What you need to do. From the listing below, set down exactly the lines between the one holding "of asset contracts." and the one holding "let tag_hash = Sha256::digest(tag.as_bytes());", inclusive. No other line is wanted.

-*-*-

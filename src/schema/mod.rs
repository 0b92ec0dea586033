// RGB Engine: deterministic validation of client-side-validated asset
// contracts.
//
// SPDX-License-Identifier: Apache-2.0
//
// Written in 2019-2025 by
//     Dr Maxim Orlovsky <orlovsky@lnp-bp.org>
//
// Copyright (C) 2019-2025 LNP/BP Standards Association. All rights reserved.
// Copyright (C) 2019-2025 Dr Maxim Orlovsky. All rights reserved.
//
// Licensed under the Apache License, Version 2.0 (the "License");
// you may not use this file except in compliance with the License.
// You may obtain a copy of the License at
//
//     http://www.apache.org/licenses/LICENSE-2.0
//
// Unless required by applicable law or agreed to in writing, software
// distributed under the License is distributed on an "AS IS" BASIS,
// WITHOUT WARRANTIES OR CONDITIONS OF ANY KIND, either express or implied.
// See the License for the specific language governing permissions and
// limitations under the License.

//! Components of the contract schema, defining the validation rules for a
//! class of asset contracts.

mod occurrences;
mod script;
mod schema;

pub use occurrences::{Occurrences, OccurrencesMismatch};
pub use schema::{
    Aggregator, FailureName, FieldKind, FieldName, GlobalStateSchema, GlobalStateType,
    OperationSchema, OwnedStateSchema, OwnedStateType, Schema, SchemaId, SchemaInconsistency,
    StateKind, TransitionType,
};
pub use script::{Expr, Predicate};
// RGB Engine: deterministic validation of client-side-validated asset
// contracts.
//
// SPDX-License-Identifier: Apache-2.0
//
// Written in 2019-2025 by
//     Dr Maxim Orlovsky <orlovsky@lnp-bp.org>
//
// Copyright (C) 2019-2025 LNP/BP Standards Association. All rights reserved.
// Copyright (C) 2019-2025 Dr Maxim Orlovsky. All rights reserved.
//
// Licensed under the Apache License, Version 2.0 (the "License");
// you may not use this file except in compliance with the License.
// You may obtain a copy of the License at
//
//     http://www.apache.org/licenses/LICENSE-2.0
//
// Unless required by applicable law or agreed to in writing, software
// distributed under the License is distributed on an "AS IS" BASIS,
// WITHOUT WARRANTIES OR CONDITIONS OF ANY KIND, either express or implied.
// See the License for the specific language governing permissions and
// limitations under the License.

use std::fmt::{self, Display, Formatter};
use std::str::FromStr;

use amplify::{ByteArray, Bytes32};
use baid64::{Baid64ParseError, DisplayBaid64, FromBaid64Str};
use sha2::{Digest, Sha256};

/// Incremental tagged hasher producing 32-byte content identifiers.
///
/// Identifies in-memory objects by their content; the byte-exact consensus
/// commitment procedure belongs to the external serialization layer and is
/// not defined here.
pub struct CommitHasher(Sha256);

impl CommitHasher {
    /// Initializes the hasher with a BIP-340-style tag prefix.
    pub fn tagged(tag: &'static str) -> Self {
        let tag_hash = Sha256::digest(tag.as_bytes());
        let mut engine = Sha256::new();
        engine.update(tag_hash);
        engine.update(tag_hash);
        Self(engine)
    }

    pub fn commit_u8(&mut self, val: u8) { self.0.update([val]); }

    pub fn commit_u16(&mut self, val: u16) { self.0.update(val.to_le_bytes()); }

    pub fn commit_u32(&mut self, val: u32) { self.0.update(val.to_le_bytes()); }

    pub fn commit_u64(&mut self, val: u64) { self.0.update(val.to_le_bytes()); }

    /// Length-prefixed byte string.
    pub fn commit_bytes(&mut self, data: &[u8]) {
        self.commit_u64(data.len() as u64);
        self.0.update(data);
    }

    pub fn commit_str(&mut self, s: &str) { self.commit_bytes(s.as_bytes()); }

    pub fn commit_array(&mut self, data: [u8; 32]) { self.0.update(data); }

    pub fn finish(self) -> Bytes32 {
        let hash: [u8; 32] = self.0.finalize().into();
        Bytes32::from_byte_array(hash)
    }
}

/// Unique operation identifier committing to all operation content.
#[derive(Wrapper, Copy, Clone, Ord, PartialOrd, Eq, PartialEq, Hash, Debug, From)]
#[wrapper(Deref, BorrowSlice, Hex, Index, RangeOps)]
pub struct OpId(
    #[from]
    #[from([u8; 32])]
    Bytes32,
);

impl OpId {
    pub const fn from_array(id: [u8; 32]) -> Self { Self(Bytes32::from_array(id)) }
}

impl From<CommitHasher> for OpId {
    fn from(hasher: CommitHasher) -> Self { hasher.finish().into() }
}

impl DisplayBaid64 for OpId {
    const HRI: &'static str = "rgb:op";
    const CHUNKING: bool = true;
    const PREFIX: bool = false;
    const EMBED_CHECKSUM: bool = false;
    const MNEMONIC: bool = false;
    fn to_baid64_payload(&self) -> [u8; 32] { self.to_byte_array() }
}
impl FromBaid64Str for OpId {}
impl FromStr for OpId {
    type Err = Baid64ParseError;
    fn from_str(s: &str) -> Result<Self, Self::Err> { Self::from_baid64_str(s) }
}
impl Display for OpId {
    fn fmt(&self, f: &mut Formatter<'_>) -> fmt::Result { self.fmt_baid64(f) }
}

impl_serde_baid64!(OpId);

/// Unique contract identifier, derived from the id of the contract genesis
/// operation.
#[derive(Wrapper, Copy, Clone, Ord, PartialOrd, Eq, PartialEq, Hash, Debug, From)]
#[wrapper(Deref, BorrowSlice, Hex, Index, RangeOps)]
pub struct ContractId(
    #[from]
    #[from([u8; 32])]
    Bytes32,
);

impl ContractId {
    pub const fn from_array(id: [u8; 32]) -> Self { Self(Bytes32::from_array(id)) }
}

impl From<OpId> for ContractId {
    fn from(opid: OpId) -> Self { Self(Bytes32::from_byte_array(opid.to_byte_array())) }
}

impl DisplayBaid64 for ContractId {
    const HRI: &'static str = "rgb";
    const CHUNKING: bool = true;
    const PREFIX: bool = true;
    const EMBED_CHECKSUM: bool = false;
    const MNEMONIC: bool = true;
    fn to_baid64_payload(&self) -> [u8; 32] { self.to_byte_array() }
}
impl FromBaid64Str for ContractId {}
impl FromStr for ContractId {
    type Err = Baid64ParseError;
    fn from_str(s: &str) -> Result<Self, Self::Err> { Self::from_baid64_str(s) }
}
impl Display for ContractId {
    fn fmt(&self, f: &mut Formatter<'_>) -> fmt::Result { self.fmt_baid64(f) }
}

impl_serde_baid64!(ContractId);

#[cfg(test)]
mod test {
    use super::*;

    #[test]
    fn tagged_hashing_is_deterministic() {
        let mut h1 = CommitHasher::tagged("test:tag");
        h1.commit_u64(42);
        h1.commit_str("payload");
        let mut h2 = CommitHasher::tagged("test:tag");
        h2.commit_u64(42);
        h2.commit_str("payload");
        assert_eq!(h1.finish(), h2.finish());
    }

    #[test]
    fn tag_separates_domains() {
        let mut h1 = CommitHasher::tagged("domain:a");
        h1.commit_u64(42);
        let mut h2 = CommitHasher::tagged("domain:b");
        h2.commit_u64(42);
        assert_ne!(h1.finish(), h2.finish());
    }

    #[test]
    fn contract_id_roundtrip() {
        let id = ContractId::from_array([0xAD; 32]);
        let s = id.to_string();
        assert_eq!(ContractId::from_str(&s).unwrap(), id);
    }
}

-*-*-

Response to the exercise.
//! class of asset contracts.

mod occurrences;
mod script;
mod schema;

pub use occurrences::{Occurrences, OccurrencesMismatch};
pub use schema::{
    Aggregator, FailureName, FieldKind, FieldName, GlobalStateSchema, GlobalStateType,
    OperationSchema, OwnedStateSchema, OwnedStateType, Schema, SchemaId, SchemaInconsistency,
    StateKind, TransitionType,
};
pub use script::{Expr, Predicate};
// RGB Engine: deterministic validation of client-side-validated asset
// contracts.
//
// SPDX-License-Identifier: Apache-2.0
//
// Written in 2019-2025 by
//     Dr Maxim Orlovsky <orlovsky@lnp-bp.org>
//
// Copyright (C) 2019-2025 LNP/BP Standards Association. All rights reserved.
// Copyright (C) 2019-2025 Dr Maxim Orlovsky. All rights reserved.
//
// Licensed under the Apache License, Version 2.0 (the "License");
// you may not use this file except in compliance with the License.
// You may obtain a copy of the License at
//
//     http://www.apache.org/licenses/LICENSE-2.0
//
// Unless required by applicable law or agreed to in writing, software
// distributed under the License is distributed on an "AS IS" BASIS,
// WITHOUT WARRANTIES OR CONDITIONS OF ANY KIND, either express or implied.
// See the License for the specific language governing permissions and
// limitations under the License.

use std::fmt::{self, Display, Formatter};
use std::str::FromStr;

use amplify::{ByteArray, Bytes32};
use baid64::{Baid64ParseError, DisplayBaid64, FromBaid64Str};
use sha2::{Digest, Sha256};

/// Incremental tagged hasher producing 32-byte content identifiers.
///
/// Identifies in-memory objects by their content; the byte-exact consensus
/// commitment procedure belongs to the external serialization layer and is
/// not defined here.
pub struct CommitHasher(Sha256);

impl CommitHasher {
    /// Initializes the hasher with a BIP-340-style tag prefix.
    pub fn tagged(tag: &'static str) -> Self {
        let tag_hash = Sha256::digest(tag.as_bytes());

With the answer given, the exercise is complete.